Adozione del figlio del coniuge

Alberto Figone
29 Maggio 2015

Se una persona sposa altra persona, vedova e con un figlio minore nato dal precedente matrimonio , può dare una forma giuridica al rapporto che ha instaurato con il minore medesimo, anche in previsione di una possibile crisi coniugale?

Se una persona sposa altra persona, vedova e con un figlio minore nato dal precedente matrimonio , può dare una forma giuridica al rapporto che ha instaurato con il minore medesimo, anche in previsione di una possibile crisi coniugale?

La l. n. 184/1984, agli artt. 44 ss. prevede un particolare istituto, denominato «adozione in casi particolari». Esso è finalizzato a garantire l'interesse del minore in tutte quelle situazioni in cui manchi uno «stato di abbandono», e quindi non sia possibile dare corso ad un'adozione “piena”. Al contrario di quest'ultima, l'adozione in casi particolari è possibile anche per una persona singola, ovvero per una coppia non sposata; le fattispecie previste dalla normativa sono peraltro tassative. Tra queste, l'art. 44 lett. b) della l. cit., prevede proprio l'adozione, da parte del coniuge, del figlio minore dell'altro coniuge.

La domanda di adozione in casi particolari va proposta al Tribunale per i minorenni di residenza della famiglia. È richiesto l'assenso dei genitori, e quindi, in primis, del coniuge dell'istante; nel caso di specie, nessun assenso potrà chiedersi all'altro genitore, in quanto deceduto. Più problematica la questione se quegli fosse invece in vita ed assumesse un atteggiamento ostativo. Se il figlio minore ha raggiunto i 12 anni, si rende necessario il suo ascolto, possibile anche in caso di età inferiore, ove il minore stesso fosse ritenuto in grado di adeguata capacità di discernimento. Qualora il minore avesse già 14 anni sarebbe necessario non solo il suo ascolto, ma pure il suo consenso all'adozione: si tratta di una regola comune all'adozione “piena”.

Per effetto dell'adozione in casi particolari, il bambino aggiunge al proprio cognome quello dell'adottante, anteponendolo. Quando l'adozione viene pronunciata in favore del coniuge del genitore, come nel quesito, l'adottante, in base all'art. 48 della l. n. 184/1983, acquisisce la titolarità e l'esercizio della responsabilità genitoriale (quella che, prima del d.lgs. n. 154/2013, si definiva potestà), che dovrà essere gestita in modo condiviso con il genitore biologico. L'adottante, poi, assume a proprio carico i doveri, previsti dall'art. 147 c.c., di mantenere, istruire, educare ed assistere moralmente il figlio. In altri termini, al genitore adottivo viene attributo il condividere con l'altro il progetto educativo del bambino, come se fosse figlio proprio; detta condivisione permarrà pure nel caso di eventuale separazione o divorzio della coppia, dovendosi fare applicazione dei principi generali di cui agli artt. 337-bis ss. c.c., valevoli quando l'evento separatizio riguardi la coppia dei genitori biologici.

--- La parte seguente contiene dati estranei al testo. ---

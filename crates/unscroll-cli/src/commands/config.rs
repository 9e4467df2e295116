use clap::Subcommand;
use unscroll_core::Config;

#[derive(Subcommand)]
pub enum ConfigAction {
    /// Get a config value
    Get {
        /// Config key (e.g. "trigger.trigger_probability")
        key: String,
    },
    /// Set a config value
    Set {
        /// Config key
        key: String,
        /// New value
        value: String,
    },
    /// List all config values
    List,
    /// Reset config to defaults
    Reset,
}

pub fn run(action: ConfigAction) -> Result<(), Box<dyn std::error::Error>> {
    match action {
        ConfigAction::Get { key } => {
            let config = Config::load_or_default();
            match config.get(&key) {
                Some(value) => println!("{value}"),
                None => {
                    eprintln!("unknown key: {key}");
                    std::process::exit(1);
                }
            }
        }
        ConfigAction::Set { key, value } => {
            let mut config = Config::load_or_default();
            config.set(&key, &value)?;
            println!("ok");
        }
        ConfigAction::List => {
            let config = Config::load_or_default();
            let json = serde_json::to_string_pretty(&config)?;
            println!("{json}");
        }
        ConfigAction::Reset => {
            let config = Config::default();
            config.save()?;
            println!("config reset to defaults");
        }
    }
    Ok(())
}
//! Morning gate state machine.
//!
//! A long idle stretch (sleep, by proxy) followed by a return to activity
//! arms the gate; the first tab event landing on a monitored site that day
//! consumes it. The gate shows at most once per calendar date -- the date
//! of the last display is persisted so repeated idle/return cycles in one
//! morning cannot re-prompt.
//!
//! ## States
//!
//! - `Armed`: watching for a qualifying idle -> active transition.
//! - `Shown`: gate displayed, awaiting a single user response.

use chrono::{DateTime, NaiveDate, Timelike, Utc};
use serde::{Deserialize, Serialize};

use super::messages::{morning_message, MessageStyle};
use crate::storage::Store;

const LAST_SHOWN_KEY: &str = "morning_last_shown";

/// Morning gate configuration.
#[derive(Debug, Clone, Serialize, Deserialize)]
pub struct MorningConfig {
    #[serde(default = "default_enabled")]
    pub enabled: bool,
    /// Idle stretch that counts as "was away" (sleep proxy), in hours.
    #[serde(default = "default_idle_threshold_hours")]
    pub idle_threshold_hours: u32,
    /// Display window start hour (inclusive).
    #[serde(default = "default_start_hour")]
    pub start_hour: u8,
    /// Display window end hour (exclusive).
    #[serde(default = "default_end_hour")]
    pub end_hour: u8,
    #[serde(default)]
    pub message_style: MessageStyle,
}

fn default_enabled() -> bool {
    true
}
fn default_idle_threshold_hours() -> u32 {
    4
}
fn default_start_hour() -> u8 {
    6
}
fn default_end_hour() -> u8 {
    9
}

impl Default for MorningConfig {
    fn default() -> Self {
        Self {
            enabled: true,
            idle_threshold_hours: default_idle_threshold_hours(),
            start_hour: default_start_hour(),
            end_hour: default_end_hour(),
            message_style: MessageStyle::default(),
        }
    }
}

/// Device idle state as reported by the platform.
#[derive(Debug, Clone, Copy, PartialEq, Eq, Serialize, Deserialize)]
#[serde(rename_all = "lowercase")]
pub enum IdleState {
    Idle,
    Active,
    Locked,
}

/// User response to the morning gate.
#[derive(Debug, Clone, Copy, PartialEq, Eq, Serialize, Deserialize)]
#[serde(rename_all = "snake_case")]
pub enum MorningAction {
    Bypass,
    QuickAction,
    Surprise,
}

impl MorningAction {
    pub const fn as_str(&self) -> &'static str {
        match self {
            MorningAction::Bypass => "bypass",
            MorningAction::QuickAction => "quick_action",
            MorningAction::Surprise => "surprise",
        }
    }
}

/// Display payload handed to the host when the gate fires.
#[derive(Debug, Clone, Serialize, Deserialize)]
pub struct GateDisplay {
    pub message: String,
    pub style: MessageStyle,
}

/// Once-daily morning prompt decision logic.
#[derive(Debug, Clone, Serialize, Deserialize, Default)]
pub struct MorningGate {
    #[serde(default)]
    config: MorningConfig,
    idle_since: Option<DateTime<Utc>>,
    pending_show: bool,
    /// Date the pending flag was armed; a date rollover without display
    /// invalidates it.
    pending_since: Option<NaiveDate>,
    /// Gate is displayed and awaiting a response.
    shown: bool,
    /// In-memory mirror of the persisted last display date.
    last_shown_date: Option<NaiveDate>,
}

impl MorningGate {
    pub fn new(config: MorningConfig) -> Self {
        Self {
            config,
            ..Self::default()
        }
    }

    pub fn set_config(&mut self, config: MorningConfig) {
        self.config = config;
    }

    pub fn is_shown(&self) -> bool {
        self.shown
    }

    pub fn pending_show(&self) -> bool {
        self.pending_show
    }

    /// Feed a device idle transition.
    ///
    /// Going idle or locked records the timestamp; coming back active
    /// arms the gate when the idle stretch met the threshold.
    pub fn on_idle_state_changed(&mut self, state: IdleState, now: DateTime<Utc>) {
        match state {
            IdleState::Idle | IdleState::Locked => {
                self.idle_since = Some(now);
            }
            IdleState::Active => {
                if let Some(since) = self.idle_since.take() {
                    let idle_ms = (now - since).num_milliseconds().max(0) as u64;
                    let threshold_ms = u64::from(self.config.idle_threshold_hours) * 3_600_000;
                    if idle_ms >= threshold_ms {
                        tracing::debug!(idle_ms, "qualifying idle stretch, arming morning gate");
                        self.pending_show = true;
                        self.pending_since = Some(now.date_naive());
                    }
                }
            }
        }
    }

    /// Consume the pending flag on a tab event that landed on a monitored
    /// site. Returns the display payload when the gate should be shown.
    ///
    /// The last-shown date is re-read from the store here so a second
    /// browsing context that already displayed the gate today wins over the
    /// in-memory mirror.
    pub fn on_monitored_tab_event(
        &mut self,
        now: DateTime<Utc>,
        store: &dyn Store,
    ) -> Option<GateDisplay> {
        if self.shown || !self.pending_show {
            return None;
        }

        let today = now.date_naive();
        if self.pending_since != Some(today) {
            // armed on a previous date; expired without display
            self.pending_show = false;
            self.pending_since = None;
            return None;
        }

        self.pending_show = false;
        self.pending_since = None;

        if !self.config.enabled {
            return None;
        }
        if self.load_last_shown(store) == Some(today) {
            return None;
        }
        if !self.in_window(now) {
            return None;
        }

        self.shown = true;
        Some(GateDisplay {
            message: morning_message(self.config.message_style).to_string(),
            style: self.config.message_style,
        })
    }

    /// Record the user's response. Returns `Some(counts_for_streak)` when a
    /// gate was actually showing, `None` for a stray response.
    pub fn respond(
        &mut self,
        action: MorningAction,
        now: DateTime<Utc>,
        store: &dyn Store,
    ) -> Option<bool> {
        if !self.shown {
            return None;
        }
        self.shown = false;

        let today = now.date_naive();
        self.last_shown_date = Some(today);
        if let Err(e) = store.set(LAST_SHOWN_KEY, &today.to_string()) {
            tracing::warn!(error = %e, "failed to persist morning gate date");
        }
        let action_key = format!("morning_action_{today}");
        if let Err(e) = store.set(&action_key, action.as_str()) {
            tracing::warn!(error = %e, "failed to persist morning action");
        }

        Some(matches!(
            action,
            MorningAction::QuickAction | MorningAction::Surprise
        ))
    }

    fn load_last_shown(&self, store: &dyn Store) -> Option<NaiveDate> {
        match store.get(LAST_SHOWN_KEY) {
            Ok(Some(s)) => s.parse().ok(),
            Ok(None) => None,
            Err(e) => {
                tracing::warn!(error = %e, "store read failed, using in-memory gate date");
                self.last_shown_date
            }
        }
    }

    fn in_window(&self, now: DateTime<Utc>) -> bool {
        let hour = now.hour();
        let start = u32::from(self.config.start_hour);
        let end = u32::from(self.config.end_hour);

        // overnight window (e.g. 22:00 - 07:00)
        if start > end {
            return hour >= start || hour < end;
        }
        hour >= start && hour < end
    }
}

#[cfg(test)]
mod tests {
    use super::*;
    use crate::storage::MemStore;
    use chrono::{Duration, TimeZone};

    fn morning(hour: u32) -> DateTime<Utc> {
        Utc.with_ymd_and_hms(2024, 3, 4, hour, 30, 0).unwrap()
    }

    fn armed_gate() -> (MorningGate, DateTime<Utc>) {
        let mut gate = MorningGate::new(MorningConfig::default());
        let overnight_start = morning(7) - Duration::hours(8);
        gate.on_idle_state_changed(IdleState::Idle, overnight_start);
        gate.on_idle_state_changed(IdleState::Active, morning(7));
        (gate, morning(7))
    }

    #[test]
    fn long_idle_arms_the_gate() {
        let store = MemStore::new();
        let (gate, _) = armed_gate();
        assert!(gate.pending_show());
    }

    #[test]
    fn short_idle_does_not_arm() {
        let mut gate = MorningGate::new(MorningConfig::default());
        gate.on_idle_state_changed(IdleState::Idle, morning(7) - Duration::hours(2));
        gate.on_idle_state_changed(IdleState::Active, morning(7));
        assert!(!gate.pending_show());
    }

    #[test]
    fn active_without_prior_idle_is_noop() {
        let mut gate = MorningGate::new(MorningConfig::default());
        gate.on_idle_state_changed(IdleState::Active, morning(7));
        assert!(!gate.pending_show());
    }

    #[test]
    fn shows_once_per_day() {
        let store = MemStore::new();
        let (mut gate, t) = armed_gate();

        let display = gate.on_monitored_tab_event(t + Duration::minutes(1), &store);
        assert!(display.is_some());
        assert!(gate.is_shown());

        let counts = gate
            .respond(MorningAction::Bypass, t + Duration::minutes(2), &store)
            .unwrap();
        assert!(!counts);

        // user idles again and returns later the same day
        gate.on_idle_state_changed(IdleState::Idle, t + Duration::minutes(10));
        let back = t + Duration::minutes(10) + Duration::hours(5);
        gate.on_idle_state_changed(IdleState::Active, back);
        assert!(gate.pending_show());
        assert!(gate.on_monitored_tab_event(back, &store).is_none());
    }

    #[test]
    fn quick_action_counts_for_streak() {
        let store = MemStore::new();
        let (mut gate, t) = armed_gate();
        gate.on_monitored_tab_event(t, &store).unwrap();
        assert_eq!(gate.respond(MorningAction::QuickAction, t, &store), Some(true));
        assert_eq!(
            store.get(&format!("morning_action_{}", t.date_naive())).unwrap(),
            Some("quick_action".to_string())
        );
    }

    #[test]
    fn stray_response_is_ignored() {
        let store = MemStore::new();
        let mut gate = MorningGate::new(MorningConfig::default());
        assert_eq!(gate.respond(MorningAction::Bypass, morning(7), &store), None);
    }

    #[test]
    fn pending_expires_on_date_rollover() {
        let store = MemStore::new();
        let (mut gate, t) = armed_gate();
        let next_day = t + Duration::days(1);
        assert!(gate.on_monitored_tab_event(next_day, &store).is_none());
        assert!(!gate.pending_show());
    }

    #[test]
    fn outside_window_consumes_without_display() {
        let store = MemStore::new();
        let mut gate = MorningGate::new(MorningConfig::default());
        let noon = morning(12);
        gate.on_idle_state_changed(IdleState::Idle, noon - Duration::hours(6));
        gate.on_idle_state_changed(IdleState::Active, noon);
        assert!(gate.pending_show());
        assert!(gate.on_monitored_tab_event(noon, &store).is_none());
        assert!(!gate.pending_show());
    }

    #[test]
    fn disabled_gate_never_shows() {
        let store = MemStore::new();
        let config = MorningConfig {
            enabled: false,
            ..MorningConfig::default()
        };
        let mut gate = MorningGate::new(config);
        gate.on_idle_state_changed(IdleState::Locked, morning(7) - Duration::hours(8));
        gate.on_idle_state_changed(IdleState::Active, morning(7));
        assert!(gate.on_monitored_tab_event(morning(7), &store).is_none());
    }

    #[test]
    fn fresh_store_value_blocks_second_context() {
        let store = MemStore::new();
        let (mut gate, t) = armed_gate();
        // another context already answered today
        store.set(LAST_SHOWN_KEY, &t.date_naive().to_string()).unwrap();
        assert!(gate.on_monitored_tab_event(t, &store).is_none());
    }

    #[test]
    fn overnight_window_wraps() {
        let config = MorningConfig {
            start_hour: 22,
            end_hour: 7,
            ..MorningConfig::default()
        };
        let gate = MorningGate::new(config);
        assert!(gate.in_window(Utc.with_ymd_and_hms(2024, 3, 4, 23, 0, 0).unwrap()));
        assert!(gate.in_window(Utc.with_ymd_and_hms(2024, 3, 4, 3, 0, 0).unwrap()));
        assert!(!gate.in_window(Utc.with_ymd_and_hms(2024, 3, 4, 10, 0, 0).unwrap()));
    }
}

Nel contempo, vi sono peraltro differenze, che avvicinano l'adozione in casi particolari alla più tradizionale figura dell'adozione di maggiorenne, le cui norme trovano applicazione in forza del rinvio di cui all'art. 55 l. n. 184/1983: solo l'adottato acquista per legge diritti successori nei confronti dell'adottante, mentre non vale l'inverso. Non sussiste poi, anche se la questione è discussa, rapporto di parentela con i familiari dell'adottante, come si può evincere dall'art. 74 c.c., che peraltro fa solo riferimento all'adozione di maggiorenne.